Here in the north it is becoming increasingly expensive to have a telephone. In 1995, NorthwesTel was allowed to boost its basic access rate by $3 a month. Last year, that basic cost went up by $4 more a month. Now, we have received word that basic access will rise by $10 a month by August, 1999. That is a raise of $17 per month in the past four years, Mr. Speaker.
The phone company says it has no choice but to bill us for more basic access and local use because it is dropping its long distance rates, but those rates are still amongst the highest in the country. NorthwesTel's long distance revenues of $75 million in 1996 accounted for more than 60 percent of all the company's revenues.
There was talk about opening the northern market to competition by the CRTC, but the CRTC has pushed that back to July 1, 2000. While NorthwesTel says it is making all these changes in order to become more competitive, I am left wondering, competitive with whom? For the next 30 months, NorthwesTel will reap higher local rates, but remains a monopoly and that just does not seem fair.

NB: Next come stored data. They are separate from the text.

//! Periodic refresh of derived views.
//!
//! Every refresh re-runs a full acquisition; nothing is carried over between
//! runs except the last successful result, which readers can fetch without
//! waiting on the next run.

use std::future::Future;
use std::sync::Arc;
use std::time::Duration;

use tokio::sync::RwLock;
use tracing::{debug, info, warn};

use crate::config::RefreshConfig;

/// The last successful refresh.
#[derive(Debug, Clone)]
pub struct RefreshSnapshot<T> {
    /// Refreshed value.
    pub value: T,
    /// Count of successful refreshes so far, starting at 1.
    pub generation: u64,
    /// When the refresh completed (Unix timestamp).
    pub refreshed_at: i64,
}

/// Counters returned when the loop stops.
#[derive(Debug, Clone, Copy, Default, PartialEq, Eq)]
pub struct RefreshStats {
    /// Successful runs.
    pub refreshes: u64,
    /// Failed runs.
    pub failures: u64,
}

/// Runs a refresh task on a fixed interval, backing off after failures.
#[derive(Clone)]
pub struct RefreshScheduler<T> {
    interval: Duration,
    max_backoff: Duration,
    latest: Arc<RwLock<Option<RefreshSnapshot<T>>>>,
}

impl<T: Clone + Send + Sync> RefreshScheduler<T> {
    /// Create a scheduler.
    ///
    /// # Arguments
    ///
    /// * `interval` - Delay after a successful run
    /// * `max_backoff` - Cap on the delay after consecutive failures
    pub fn new(interval: Duration, max_backoff: Duration) -> Self {
        Self {
            interval,
            max_backoff: max_backoff.max(interval),
            latest: Arc::new(RwLock::new(None)),
        }
    }

    /// Create a scheduler from the `[refresh]` section.
    pub fn from_config(config: &RefreshConfig) -> Self {
        Self::new(
            Duration::from_secs(config.interval_secs),
            Duration::from_secs(config.max_backoff_secs),
        )
    }

    /// Delay before the next run after `consecutive_failures` failures.
    pub fn next_delay(&self, consecutive_failures: u32) -> Duration {
        if consecutive_failures == 0 {
            return self.interval;
        }
        let factor = 1u32 << consecutive_failures.min(16);
        self.interval.saturating_mul(factor).min(self.max_backoff)
    }

    /// The last successful result, `None` before the first success.
    pub async fn latest(&self) -> Option<RefreshSnapshot<T>> {
        self.latest.read().await.clone()
    }

    /// Run `task` immediately and then repeatedly until `shutdown` resolves.
    ///
    /// A failing run is logged and retried; it never stops the loop or
    /// clears the last good snapshot.
    pub async fn run<F, Fut, S>(&self, mut task: F, shutdown: S) -> RefreshStats
    where
        F: FnMut() -> Fut,
        Fut: Future<Output = anyhow::Result<T>>,
        S: Future<Output = ()>,
    {
        info!("Refresh loop starting with interval: {:?}", self.interval);

        let mut shutdown = std::pin::pin!(shutdown);
        let mut stats = RefreshStats::default();
        let mut consecutive_failures = 0u32;

        loop {
            let result = tokio::select! {
                _ = &mut shutdown => break,
                result = task() => result,
            };

            match result {
                Ok(value) => {
                    stats.refreshes += 1;
                    consecutive_failures = 0;
                    *self.latest.write().await = Some(RefreshSnapshot {
                        value,
                        generation: stats.refreshes,
                        refreshed_at: chrono::Utc::now().timestamp(),
                    });
                    debug!(generation = stats.refreshes, "Refresh completed");
                }
                Err(e) => {
                    stats.failures += 1;
                    consecutive_failures = consecutive_failures.saturating_add(1);
                    warn!("Refresh failed (attempt {}): {:#}", consecutive_failures, e);
                }
            }

            tokio::select! {
                _ = &mut shutdown => break,
                _ = tokio::time::sleep(self.next_delay(consecutive_failures)) => {}
            }
        }

        info!(
            refreshes = stats.refreshes,
            failures = stats.failures,
            "Refresh loop stopped"
        );
        stats
    }
}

For a lot of our citizens $17 more a month for a phone is a huge expense. These rate hikes should have been pegged directly to the opening up of the market to competition, which at least would have given consumers an alternative. We are all forced to pay substantially more for what should be regarded as an essential service. It may just become too expensive for many people to have a telephone. Thank you, Mr. Speaker.